Reputation: 1281
I'm wondering, since transaction is useful when you're performing a set of queries. However, if I'm only performing one query should I bother to use it?
I currently have
$res = $pdo->query("SELECT id FROM products LIMIT 5");
$row = $res->fetchAll();
And all it does is that. Is the following code more efficient? (I'm thinking that its not since its only doing one thing, but I'm not sure)
$pdo->beginTransaction();
$res = $pdo->exec("SELECT id FROM products LIMIT 5");
$pdo->commit();
If its not more efficient, is there an alternative method of doing this that may be more efficient?
Thank you.
Upvotes: 1
Views: 314
Reputation: 40850
Transactions allow you to group several statements to one atomic statement, meaning that it will complete completely or not at all, but it must not complete partially. E.g. if you remove money from one bank account and then add it to another bank account then this action should either happen completely (account a as $x less and account b has $x more) or not at all. What MUST NOT happen is that you remove money from account a, then the system crashes and money is lost in the digital void.
When you are using PDO and you don't explicitly start a transaction then you are in auto-commit mode. That means that every time you start a query, a transaction is started, the query is executed and the transaction is committed (means marked as complete) immediately.
There are some rare cases where thinking about performance and transactions may be justified.

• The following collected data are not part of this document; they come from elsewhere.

//! Credential resolution subsystem.
//!
//! # Data Flow
//! ```text
//! CredentialConfig (flags / file / env)
//!     → CredentialSources
//!     → resolver.rs
//!         explicit paths: read ca, cert, key (track newest mtime)
//!         nothing read:   <certs dir or /certs/<facility>>/{bundle.pem, server-key.pem}
//!     → identity.rs (parse PEM, verify key matches leaf)
//!     → TlsIdentity (immutable, shared by both listeners)
//! ```
//!
//! # Design Decisions
//! - Every failure is fatal; there is no partial startup
//! - Errors name the failing artifact (ca / cert / key)
//! - No refresh: a new certificate needs a restart

pub mod error;
pub mod identity;
pub mod resolver;

pub use error::{Artifact, CredentialError, IngestError};
pub use identity::TlsIdentity;
pub use resolver::{resolve, CredentialSources};
//! gRPC listener end to end.

use std::sync::{Arc, Mutex};
use std::time::Duration;

use provision_host::rpc::pb;
use provision_host::store::MemoryConnector;
use provision_host::ServiceHost;
use tonic::service::RoutesBuilder;
use tonic::Code;
use tonic_health::pb::health_check_response::ServingStatus;
use tonic_health::pb::health_client::HealthClient;
use tonic_health::pb::HealthCheckRequest;

mod common;

use common::RunningHost;

fn publish(key: &str, message: &str) -> pb::PublishRequest {
    pb::PublishRequest {
        key: key.into(),
        message: message.into(),
    }
}

#[tokio::test]
async fn test_host_health_and_certificate() {
    let host = RunningHost::start().await;
    let mut client = host.host_client().await;

    let health = client.health(pb::HealthRequest {}).await.unwrap().into_inner();
    assert!(health.ready);
    assert_eq!(health.backend, "memory");
    assert_eq!(health.facility, "test");

    let cert = client
        .certificate(pb::CertificateRequest {})
        .await
        .unwrap()
        .into_inner();
    assert_eq!(String::from_utf8(cert.pem).unwrap(), host.root_pem);

    drop(client);
    host.shutdown().await.unwrap();
}

#[tokio::test]
async fn test_failed_calls_do_not_end_the_connection() {
    let host = RunningHost::start().await;
    let channel = common::rpc_channel(host.rpc, &host.root_pem).await;
    let mut client = pb::host_client::HostClient::new(channel.clone());

    let status = client.publish(publish("", "hi")).await.unwrap_err();
    assert_eq!(status.code(), Code::InvalidArgument);

    // Nothing registered the standard health service on this host.
    let status = HealthClient::new(channel)
        .check(HealthCheckRequest {
            service: String::new(),
        })
        .await
        .unwrap_err();
    assert_eq!(status.code(), Code::Unimplemented);

    let health = client.health(pb::HealthRequest {}).await.unwrap().into_inner();
    assert!(health.ready);

    drop(client);
    host.shutdown().await.unwrap();
}

#[tokio::test]
async fn test_registered_service_receives_the_host() {
    let connector = Arc::new(MemoryConnector::new());
    let seen = Arc::new(Mutex::new(None));
    let recorded = Arc::clone(&seen);

    let host = RunningHost::start_with_connector(Arc::clone(&connector), move |supervisor| {
        supervisor.with_service(Box::new(
            move |host: Arc<ServiceHost>, routes: &mut RoutesBuilder| {
                *recorded.lock().unwrap() = Some(host.facility().to_string());
                let (_reporter, service) = tonic_health::server::health_reporter();
                routes.add_service(service);
            },
        ))
    })
    .await;
    assert_eq!(seen.lock().unwrap().as_deref(), Some("test"));

    let channel = common::rpc_channel(host.rpc, &host.root_pem).await;
    let reply = HealthClient::new(channel.clone())
        .check(HealthCheckRequest {
            service: String::new(),
        })
        .await
        .unwrap()
        .into_inner();
    assert_eq!(reply.status, ServingStatus::Serving as i32);

    // The host service shares the router and still tracks the store.
    let mut client = pb::host_client::HostClient::new(channel);
    connector.store().set_offline(true);
    let status = client.health(pb::HealthRequest {}).await.unwrap_err();
    assert_eq!(status.code(), Code::Unavailable);

    drop(client);
    host.shutdown().await.unwrap();
}

#[tokio::test]
async fn test_publish_without_subscriber_is_a_no_op() {
    let host = RunningHost::start().await;
    let mut client = host.host_client().await;

    let reply = client
        .publish(publish("nobody", "hi"))
        .await
        .unwrap()
        .into_inner();
    assert!(!reply.delivered);

    drop(client);
    host.shutdown().await.unwrap();
}

#[tokio::test]
async fn test_oversized_message_is_refused() {
    let host = RunningHost::start_configured(|config| config.rpc.max_message_bytes = 1024).await;
    let mut client = host.host_client().await;

    let status = client
        .publish(publish("wf-1", &"x".repeat(64 * 1024)))
        .await
        .unwrap_err();
    assert_eq!(status.code(), Code::OutOfRange);

    // Only that call failed.
    let reply = client
        .publish(publish("wf-1", "small"))
        .await
        .unwrap()
        .into_inner();
    assert!(!reply.delivered);

    drop(client);
    host.shutdown().await.unwrap();
}

#[tokio::test]
async fn test_inflight_call_finishes_during_drain() {
    let connector = Arc::new(MemoryConnector::new());
    let host = RunningHost::start_with_connector(Arc::clone(&connector), |s| s).await;
    let mut client = host.host_client().await;

    connector.store().set_latency(Duration::from_millis(500));
    let call = tokio::spawn(async move { client.health(pb::HealthRequest {}).await });
    tokio::time::sleep(Duration::from_millis(100)).await;

    host.shutdown().await.unwrap();
    let health = call.await.unwrap().unwrap().into_inner();
    assert!(health.ready);
}

#[tokio::test]
async fn test_watch_streams_until_shutdown() {
    let host = RunningHost::start().await;
    let mut watcher = host.host_client().await;
    let mut publisher = host.host_client().await;

    let mut events = watcher
        .watch(pb::WatchRequest { key: "wf-1".into() })
        .await
        .unwrap()
        .into_inner();

    let reply = publisher
        .publish(publish("wf-1", "running"))
        .await
        .unwrap()
        .into_inner();
    assert!(reply.delivered);

    let event = events.message().await.unwrap().unwrap();
    assert_eq!(event.message, "running");

    drop(publisher);
    let shutdown = tokio::spawn(host.shutdown());

    let end = tokio::time::timeout(common::WAIT, events.message())
        .await
        .unwrap();
    assert!(end.unwrap().is_none());

    shutdown.await.unwrap().unwrap();
}
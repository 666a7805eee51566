//! Configuration schema definitions.
//!
//! This module defines the complete configuration structure for the host.
//! All types derive Serde traits for deserialization from config files.

use serde::{Deserialize, Serialize};

/// Default port for the remote-procedure listener.
pub const DEFAULT_RPC_PORT: u16 = 42113;

/// Largest request message the RPC listener decodes, in bytes.
pub const DEFAULT_MAX_MESSAGE_BYTES: usize = 4 * 1024 * 1024;

/// Default port for the HTTP listener.
pub const DEFAULT_HTTP_PORT: u16 = 42114;

/// Root configuration for the service host.
#[derive(Debug, Clone, Deserialize, Serialize, Default)]
#[serde(default)]
pub struct HostConfig {
    /// Where the TLS identity comes from.
    pub credentials: CredentialConfig,

    /// Remote-procedure listener settings.
    pub rpc: RpcConfig,

    /// HTTP listener settings.
    pub http: HttpConfig,

    /// Observability settings.
    pub observability: ObservabilityConfig,
}

/// Credential source configuration.
///
/// An empty path means "not configured". When every explicit path yields
/// nothing, the facility directory is used instead.
#[derive(Debug, Clone, Deserialize, Serialize)]
#[serde(default)]
pub struct CredentialConfig {
    /// File containing the CA certificate (optional).
    pub ca_cert: String,

    /// File containing the TLS certificate.
    pub tls_cert: String,

    /// File containing the TLS private key.
    pub tls_key: String,

    /// Facility identifier selecting the fallback directory.
    pub facility: String,

    /// Override for the fallback certificate directory.
    pub certs_dir: Option<String>,
}

impl Default for CredentialConfig {
    fn default() -> Self {
        Self {
            ca_cert: String::new(),
            tls_cert: "bundle.pem".to_string(),
            tls_key: "server-key.pem".to_string(),
            facility: String::new(),
            certs_dir: None,
        }
    }
}

/// Remote-procedure listener configuration.
#[derive(Debug, Clone, Deserialize, Serialize)]
#[serde(default)]
pub struct RpcConfig {
    /// Bind address (e.g., "0.0.0.0:42113").
    pub bind_address: String,

    /// Requests larger than this are refused with `OUT_OF_RANGE`.
    pub max_message_bytes: usize,
}

impl Default for RpcConfig {
    fn default() -> Self {
        Self {
            bind_address: format!("0.0.0.0:{}", DEFAULT_RPC_PORT),
            max_message_bytes: DEFAULT_MAX_MESSAGE_BYTES,
        }
    }
}

/// HTTP listener configuration.
#[derive(Debug, Clone, Deserialize, Serialize)]
#[serde(default)]
pub struct HttpConfig {
    /// Bind address (e.g., "0.0.0.0:42114").
    pub bind_address: String,

    /// Request timeout in seconds.
    pub request_timeout_secs: u64,
}

impl Default for HttpConfig {
    fn default() -> Self {
        Self {
            bind_address: format!("0.0.0.0:{}", DEFAULT_HTTP_PORT),
            request_timeout_secs: 30,
        }
    }
}

/// Log output format.
#[derive(Debug, Clone, Copy, PartialEq, Eq, Deserialize, Serialize, Default)]
#[serde(rename_all = "lowercase")]
pub enum LogFormat {
    /// Human-readable output for development.
    #[default]
    Pretty,
    /// One JSON object per line.
    Json,
}

/// Observability configuration.
#[derive(Debug, Clone, Deserialize, Serialize)]
#[serde(default)]
pub struct ObservabilityConfig {
    /// Log level (trace, debug, info, warn, error).
    pub log_level: String,

    /// Log output format.
    pub log_format: LogFormat,

    /// Install the Prometheus recorder and expose `/metrics`.
    pub metrics_enabled: bool,
}

impl Default for ObservabilityConfig {
    fn default() -> Self {
        Self {
            log_level: "info".to_string(),
            log_format: LogFormat::Pretty,
            metrics_enabled: true,
        }
    }
}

E.g. if you are manipulation large amounts of data it can be (whether it really is depends on your DB) faster to do all your statements in one large transactions. On the other hand in this case it is probably logical to do these manipulations in a transaction anyway, because if your program crashes, you want to rerun the program and it should start of from the beginning, not somewhere where it left of the last time.
Upvotes: 2
Reputation: 219894
If there are any actions performed after the query that are important to the function that script is performing (let's say an e-commerce transaction) and leaving the query in place would be problematic (i.e. something related to payment failed) then you will want to use transactions even though only one query will be performed. Otherwise you will have purchases without payment.
If that transaction is the only thing occurring in that script then transactions are unnecessary and can/should be avoided.
Here is a simplistic example:
try
{
$pdo->beginTransaction();
$res = $pdo->exec("INSERT INTO orders ....");
// Try to make payment
$payment->process();
$pdo->commit();
}
catch (Exception $e)
{
// Payment failed unexpectedly! Rollback the transaction.
$pdo->rollback();
}
Naturally you will want to do a better job of handling failures like this but this should give you a decent demonstration of when transactions are appropriate.